Your goal -> Include in the output the line containing "let def = Self::default();" and each subsequent line of the records, through the end, transcribed exactly. Add nothing else.

Information provided ->
-------------------------
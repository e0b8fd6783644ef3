use std::time::Duration;

use serde::{Deserialize, Serialize};

/// Controls the natural-breaks search.
#[derive(Debug, Clone, PartialEq, Serialize, Deserialize)]
#[serde(default)]
pub struct SearchConfig {
    /// GVF a candidate must reach before any relaxation (default: 0.8).
    pub initial_threshold: f64,

    /// A relaxed threshold at or below this value snaps back to
    /// `initial_threshold` (default: 0.25).
    pub reset_threshold: f64,

    /// After this many relaxations any GVF is accepted (default: 1000).
    pub relaxation_limit: u32,

    /// Period of the watchdog's progress report in milliseconds
    /// (default: 300000, five minutes).
    pub watchdog_interval_ms: u64,

    /// Seeds the breakpoint offset generator; `None` draws from the thread RNG.
    pub seed: Option<u64>,
}

impl Default for SearchConfig {
    fn default() -> Self {
        Self {
            initial_threshold: 0.8,
            reset_threshold: 0.25,
            relaxation_limit: 1000,
            watchdog_interval_ms: 5 * 60 * 1000,
            seed: None,
        }
    }
}

impl SearchConfig {
    /// Parses a config from JSON bytes. Missing fields take their defaults.
    pub fn from_json(data: &[u8]) -> Result<Self, serde_json::Error> {
        serde_json::from_slice(data)
    }

    /// Parses a config from YAML bytes. Missing fields take their defaults.
    pub fn from_yaml(data: &[u8]) -> Result<Self, serde_yaml::Error> {
        serde_yaml::from_slice(data)
    }

    pub(crate) fn with_defaults(mut self) -> Self {
        let def = Self::default();
        if self.initial_threshold <= 0.0 || self.initial_threshold > 1.0 {
            self.initial_threshold = def.initial_threshold;
        }
        if self.reset_threshold <= 0.0 || self.reset_threshold >= self.initial_threshold {
            self.reset_threshold = def.reset_threshold.min(self.initial_threshold / 2.0);
        }
        if self.relaxation_limit == 0 {
            self.relaxation_limit = def.relaxation_limit;
        }
        if self.watchdog_interval_ms == 0 {
            self.watchdog_interval_ms = def.watchdog_interval_ms;
        }
        self
    }

    pub fn watchdog_interval(&self) -> Duration {
        Duration::from_millis(self.watchdog_interval_ms)
    }
}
-------------------------
Written reply ->
        let def = Self::default();
        if self.initial_threshold <= 0.0 || self.initial_threshold > 1.0 {
            self.initial_threshold = def.initial_threshold;
        }
        if self.reset_threshold <= 0.0 || self.reset_threshold >= self.initial_threshold {
            self.reset_threshold = def.reset_threshold.min(self.initial_threshold / 2.0);
        }
        if self.relaxation_limit == 0 {
            self.relaxation_limit = def.relaxation_limit;
        }
        if self.watchdog_interval_ms == 0 {
            self.watchdog_interval_ms = def.watchdog_interval_ms;
        }
        self
    }

    pub fn watchdog_interval(&self) -> Duration {
        Duration::from_millis(self.watchdog_interval_ms)
    }
}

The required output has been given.